Sent from my Autoguide iPhone app


----------



## CHEVYCRUZE RS (Mar 29, 2011)

OR ..........you can just buy a winter beater, eh?


----------



## NBrehm (Jun 27, 2011)

You will probably notice the eibachs sit lower in the front, every pic I have seen of a non eco lowered the rear pretty much looks like the ECO, but the front sits lower


----------



## Hatje (Jun 23, 2011)

I would love to see an Eco on 18's or even 20's


Sent from my Autoguide iPhone app


----------



## boats4life (May 28, 2011)

Hatje said:


> I would love to see an Eco on 18's or even 20's


I want 18s on mine... Has anyone thought of cutting like, half a coil or so of the ECO springs?


----------



## Hatje (Jun 23, 2011)

I would never cut springs on any car lol


Sent from my Autoguide iPhone app


----------



## NBrehm (Jun 27, 2011)

Hatje said:


> I would never cut springs on any car lol
> 
> 
> Sent from my Autoguide iPhone app


X2, never a good idea.


----------



## boats4life (May 28, 2011)

That's why we ask questions- somebody would end up doing it without knowing better! Lol


----------



## Hatje (Jun 23, 2011)

boats4life said:


> That's why we ask questions- somebody would end up doing it without knowing better! Lol


LoL


Sent from my Autoguide iPhone app


----------



## Dwnshft (May 16, 2011)

Surely there has to be a Cruze owner that has done springs. Or are you just talking about the Pro-Kits specifically Hatje?


----------



## Hatje (Jun 23, 2011)

i just want moar low, im not looking into improving the handling for auto cross or anything like i said purley for looks!


----------



## Dwnshft (May 16, 2011)

The thing I find a bit funny is that I went to the GM.CA website to try and find the ride height difference by looking at the "overal height" section, figuring that that would give an indication of how much lower the ECO sits. But the site shows all the modesl sitting at the exact same height of 1,476/58.1 (mm/in).

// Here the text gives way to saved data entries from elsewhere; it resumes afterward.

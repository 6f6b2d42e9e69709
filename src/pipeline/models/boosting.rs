//! Boosted ensembles of shallow regression trees

use anyhow::Result;
use faer::Mat;
use rand::distributions::{Distribution, WeightedIndex};
use rand::rngs::StdRng;
use rand::seq::SliceRandom;
use rand::SeedableRng;

use super::tree::{DecisionTreeRegressor, TreeParams};
use super::{check_fit_input, check_predict_input, Regressor};
use crate::pipeline::error::PipelineError;

fn stump_params(max_depth: usize) -> TreeParams {
    TreeParams {
        max_depth: Some(max_depth),
        ..Default::default()
    }
}

fn validate_rounds(n_estimators: usize, learning_rate: f64) -> Result<()> {
    if n_estimators == 0 {
        return Err(PipelineError::InvalidParameter {
            name: "n_estimators",
            reason: "must be at least 1".to_string(),
        }
        .into());
    }
    if !(learning_rate > 0.0 && learning_rate.is_finite()) {
        return Err(PipelineError::InvalidParameter {
            name: "learning_rate",
            reason: format!("must be positive, got {}", learning_rate),
        }
        .into());
    }
    Ok(())
}

/// Sum per-tree importances and renormalise
fn pooled_importances<'a>(
    trees: impl Iterator<Item = (&'a DecisionTreeRegressor, f64)>,
    n_features: usize,
) -> Vec<f64> {
    let mut total = vec![0.0; n_features];
    for (tree, weight) in trees {
        for (acc, imp) in total.iter_mut().zip(tree.raw_importances()) {
            *acc += weight * imp;
        }
    }
    let sum: f64 = total.iter().sum();
    if sum > 0.0 {
        for v in &mut total {
            *v /= sum;
        }
    }
    total
}

// ============================================================================
// Gradient boosting
// ============================================================================

#[derive(Debug, Clone, Copy, PartialEq)]
pub struct GradientBoostingParams {
    pub n_estimators: usize,
    pub learning_rate: f64,
    pub max_depth: usize,
    /// Fraction of rows drawn (without replacement) for each stage
    pub subsample: f64,
    pub seed: u64,
}

impl Default for GradientBoostingParams {
    fn default() -> Self {
        Self {
            n_estimators: 100,
            learning_rate: 0.1,
            max_depth: 3,
            subsample: 1.0,
            seed: 42,
        }
    }
}

/// Squared-loss gradient boosting: each stage fits the current residuals
#[derive(Debug, Clone)]
pub struct GradientBoostingRegressor {
    pub params: GradientBoostingParams,
    init: f64,
    stages: Vec<DecisionTreeRegressor>,
    n_features: usize,
}

impl GradientBoostingRegressor {
    pub fn new(params: GradientBoostingParams) -> Self {
        Self {
            params,
            init: 0.0,
            stages: Vec::new(),
            n_features: 0,
        }
    }

    pub fn n_stages(&self) -> usize {
        self.stages.len()
    }
}

impl Regressor for GradientBoostingRegressor {
    fn name(&self) -> &'static str {
        "Gradient Boosting"
    }

    fn fit(&mut self, x: &Mat<f64>, y: &[f64]) -> Result<()> {
        check_fit_input(x, y)?;
        validate_rounds(self.params.n_estimators, self.params.learning_rate)?;
        if !(self.params.subsample > 0.0 && self.params.subsample <= 1.0) {
            return Err(PipelineError::InvalidParameter {
                name: "subsample",
                reason: format!("must be in (0, 1], got {}", self.params.subsample),
            }
            .into());
        }

        let n = x.nrows();
        let lr = self.params.learning_rate;
        self.init = y.iter().sum::<f64>() / n as f64;
        self.stages.clear();
        self.n_features = x.ncols();

        let mut current = vec![self.init; n];
        let mut rng = StdRng::seed_from_u64(self.params.seed);
        let n_sub = ((self.params.subsample * n as f64).round() as usize).clamp(1, n);
        let mut all: Vec<usize> = (0..n).collect();

        for _ in 0..self.params.n_estimators {
            let residuals: Vec<f64> = y.iter().zip(&current).map(|(t, p)| t - p).collect();

            let indices = if n_sub < n {
                all.shuffle(&mut rng);
                all[..n_sub].to_vec()
            } else {
                all.clone()
            };

            let mut tree = DecisionTreeRegressor::new(stump_params(self.params.max_depth));
            tree.fit_indices(x, &residuals, &indices)?;
            for (i, p) in current.iter_mut().enumerate() {
                *p += lr * tree.predict_row(x, i);
            }
            self.stages.push(tree);
        }
        Ok(())
    }

    fn predict(&self, x: &Mat<f64>) -> Result<Vec<f64>> {
        if self.stages.is_empty() {
            return Err(PipelineError::NotFitted {
                model: self.name().to_string(),
            }
            .into());
        }
        check_predict_input(x, self.n_features)?;
        let lr = self.params.learning_rate;
        Ok((0..x.nrows())
            .map(|i| {
                self.init
                    + self
                        .stages
                        .iter()
                        .map(|t| lr * t.predict_row(x, i))
                        .sum::<f64>()
            })
            .collect())
    }

    fn feature_importances(&self) -> Option<Vec<f64>> {
        if self.stages.is_empty() {
            return None;
        }
        Some(pooled_importances(
            self.stages.iter().map(|t| (t, 1.0)),
            self.n_features,
        ))
    }
}

// ============================================================================
// AdaBoost.R2
// ============================================================================

#[derive(Debug, Clone, Copy, PartialEq)]
pub struct AdaBoostParams {
    pub n_estimators: usize,
    pub learning_rate: f64,
    pub max_depth: usize,
    pub seed: u64,
}

impl Default for AdaBoostParams {
    fn default() -> Self {
        Self {
            n_estimators: 100,
            learning_rate: 1.0,
            max_depth: 3,
            seed: 42,
        }
    }
}

/// AdaBoost.R2 with linear loss. Each round trains on a weighted resample
/// and predictions are the weighted median over rounds.
#[derive(Debug, Clone)]
pub struct AdaBoostRegressor {
    pub params: AdaBoostParams,
    estimators: Vec<DecisionTreeRegressor>,
    weights: Vec<f64>,
    n_features: usize,
}

impl AdaBoostRegressor {
    pub fn new(params: AdaBoostParams) -> Self {
        Self {
            params,
            estimators: Vec::new(),
            weights: Vec::new(),
            n_features: 0,
        }
    }

    pub fn n_rounds(&self) -> usize {
        self.estimators.len()
    }
}

/// Smallest prediction whose cumulative weight reaches half the total
fn weighted_median(preds: &mut [(f64, f64)]) -> f64 {
    preds.sort_by(|a, b| a.0.partial_cmp(&b.0).unwrap_or(std::cmp::Ordering::Equal));
    let total: f64 = preds.iter().map(|(_, w)| w).sum();
    let half = 0.5 * total;
    let mut cum = 0.0;
    for &(value, weight) in preds.iter() {
        cum += weight;
        if cum >= half {
            return value;
        }
    }
    preds.last().map_or(0.0, |p| p.0)
}

impl Regressor for AdaBoostRegressor {
    fn name(&self) -> &'static str {
        "AdaBoost"
    }

    fn fit(&mut self, x: &Mat<f64>, y: &[f64]) -> Result<()> {
        check_fit_input(x, y)?;
        validate_rounds(self.params.n_estimators, self.params.learning_rate)?;

        let n = x.nrows();
        let lr = self.params.learning_rate;
        let mut rng = StdRng::seed_from_u64(self.params.seed);
        let mut sample_weight = vec![1.0 / n as f64; n];

        self.estimators.clear();
        self.weights.clear();
        self.n_features = x.ncols();

        for round in 0..self.params.n_estimators {
            let dist = WeightedIndex::new(&sample_weight).map_err(|e| {
                PipelineError::InvalidParameter {
                    name: "sample_weight",
                    reason: e.to_string(),
                }
            })?;
            let indices: Vec<usize> = (0..n).map(|_| dist.sample(&mut rng)).collect();

            let mut tree = DecisionTreeRegressor::new(stump_params(self.params.max_depth));
            tree.fit_indices(x, y, &indices)?;

            let mut errors: Vec<f64> = (0..n).map(|i| (tree.predict_row(x, i) - y[i]).abs()).collect();
            let max_error = errors.iter().copied().fold(0.0, f64::max);
            if max_error > 0.0 {
                for e in &mut errors {
                    *e /= max_error;
                }
            }

            let estimator_error: f64 = errors.iter().zip(&sample_weight).map(|(e, w)| e * w).sum();

            if estimator_error <= 0.0 {
                // Perfect fit on the weighted sample
                self.estimators.push(tree);
                self.weights.push(1.0);
                break;
            }
            if estimator_error >= 0.5 {
                // Worse than chance; keep it only if it is the sole round
                if self.estimators.is_empty() {
                    self.estimators.push(tree);
                    self.weights.push(1.0);
                }
                break;
            }

            let beta = estimator_error / (1.0 - estimator_error);
            self.estimators.push(tree);
            self.weights.push(lr * (1.0 / beta).ln());

            if round + 1 < self.params.n_estimators {
                for (w, e) in sample_weight.iter_mut().zip(&errors) {
                    *w *= beta.powf((1.0 - e) * lr);
                }
                let total: f64 = sample_weight.iter().sum();
                if !(total > 0.0) {
                    break;
                }
                for w in &mut sample_weight {
                    *w /= total;
                }
            }
        }
        Ok(())
    }

    fn predict(&self, x: &Mat<f64>) -> Result<Vec<f64>> {
        if self.estimators.is_empty() {
            return Err(PipelineError::NotFitted {
                model: self.name().to_string(),
            }
            .into());
        }
        check_predict_input(x, self.n_features)?;
        Ok((0..x.nrows())
            .map(|i| {
                let mut preds: Vec<(f64, f64)> = self
                    .estimators
                    .iter()
                    .zip(&self.weights)
                    .map(|(t, &w)| (t.predict_row(x, i), w))
                    .collect();
                weighted_median(&mut preds)
            })
            .collect())
    }

    fn feature_importances(&self) -> Option<Vec<f64>> {
        if self.estimators.is_empty() {
            return None;
        }
        Some(pooled_importances(
            self.estimators.iter().zip(self.weights.iter().copied()),
            self.n_features,
        ))
    }
}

So, does this mean that the cars actually sit at the same height or is the amount so little that GM didn't bother changing the spec sheet?


----------



## got_boost (Sep 29, 2011)

NBrehm said:


> X2, never a good idea.


Sure it is...all the Honda guys do it lololol


----------



## osiris10012 (Feb 4, 2011)

i have the b&g's on mine and took a real quick measurement and i have about an 1 1/2 inch fender gap from top of the tire to the bottom of the fender on all 4 corners. this is a rough measurement. hope it helps.


----------



## CHEVYCRUZE RS (Mar 29, 2011)

Wish my pedders wouldve been equal all around.....my rear end is dumped meanwhile, the front sits higher then my Sierra lol


----------



## Nightdrv (Apr 17, 2011)

I too have been wondering about this for a while now. All I want is perfect ride height, and a great set of wheels with the right offset.


----------



## osiris10012 (Feb 4, 2011)

if you want really low just go with coilovers the drop springs aren't going to get you much more than a 1.6 to 1.8 drop from where the lt sits. so i would guess the eco would sit a .5 inch to an 1 inch lower than stock. just to warn you though, nobody makes a rear camber kit for our car yet. so depending on how low you go you may have some serious negative camber in the rear. If you get coilovers without adjustable pillowball mounts or drop springs spc makes a front camber kit for our cars. hopefully this helps you out. i have the b&g's on mine and love it. for an everyday driver i wouldn't want to go much lower than mine. at the height mine sits the front bumber valence will get destroyed by a curb lol, but i would definetly love to see one slammed with a set of 18's or 19's on it.


----------



## Dwnshft (May 16, 2011)

osiris10012 said:


> i have the b&g's on mine and took a real quick measurement and i have about an 1 1/2 inch fender gap from top of the tire to the bottom of the fender on all 4 corners. this is a rough measurement. hope it helps.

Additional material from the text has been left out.